All but the last one can tell what colour hat he/she is wearing.
First, they agree on a way for the last person to count the number of hats in front of himself. An excellent way is for him (we'll assume it's a guy) to count the number of red hats. Then, he'll guess the colour of his hat based on that count: He'll say "red" if it's odd or "blue" if it's even.
Then, as each person goes down the row, she (to be fair) looks at the hats in front of her. She knows if there is an even number of red hats *including her own*, and can see how many red hats are in front of her. If there are an even number in front of her, and there are an even number including her own, then hers must be blue! When she answers with the colour of her hat, then the person in front of her will know whether to adjust the current count of red hats, and the puzzle can go on to completion.

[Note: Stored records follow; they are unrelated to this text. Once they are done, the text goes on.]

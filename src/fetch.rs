//! Page fetching
//!
//! The extractor never touches the network; callers hand it HTML obtained
//! through a [`PageFetcher`].

use std::time::Duration;

use tracing::debug;

use crate::config::FetchConfig;
use crate::error::FetchError;

/// Retrieves the raw HTML of a page
pub trait PageFetcher {
    fn fetch(&self, url: &str) -> Result<String, FetchError>;
}

/// Blocking HTTP fetcher that identifies itself with a browser-like User-Agent
#[derive(Clone)]
pub struct HttpFetcher {
    agent: ureq::Agent,
}

impl HttpFetcher {
    pub fn new(config: &FetchConfig) -> Self {
        let agent = ureq::Agent::new_with_config(
            ureq::Agent::config_builder()
                .timeout_global(Some(Duration::from_secs(config.timeout_secs)))
                .user_agent(config.user_agent.as_str())
                .build(),
        );

        Self { agent }
    }
}

impl PageFetcher for HttpFetcher {
    fn fetch(&self, url: &str) -> Result<String, FetchError> {
        debug!(url, "fetching page");

        let resp = self.agent.get(url).call().map_err(|source| match source {
            ureq::Error::StatusCode(status) => FetchError::Status {
                url: url.to_string(),
                status,
            },
            source => FetchError::Transport {
                url: url.to_string(),
                source,
            },
        })?;

        if !resp.status().is_success() {
            return Err(FetchError::Status {
                url: url.to_string(),
                status: resp.status().as_u16(),
            });
        }

        resp.into_body()
            .read_to_string()
            .map_err(|source| FetchError::Body {
                url: url.to_string(),
                source,
            })
    }
}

Another way to look at the solution is counting in base 2, mod 2. Red hats are 1s and Blue hats are 0s. The last person in the row tells what the sum of everyone's hats in front of him is. He announces "Red" (Total = 1) or "Blue" (Total = 0). Then, the next person sums up the hats in front of her, and gets Total-In-Front-Of-Me. She knows that Total - Total-In-Front-Of-Me (mod 2) = Color-Of-My-Hat, and can announce her hat colour. The person in front of *her* can then figure out NewTotal = Total - Color-Of-Her-Hat (mod 2), and work out what colour his hat is, etc...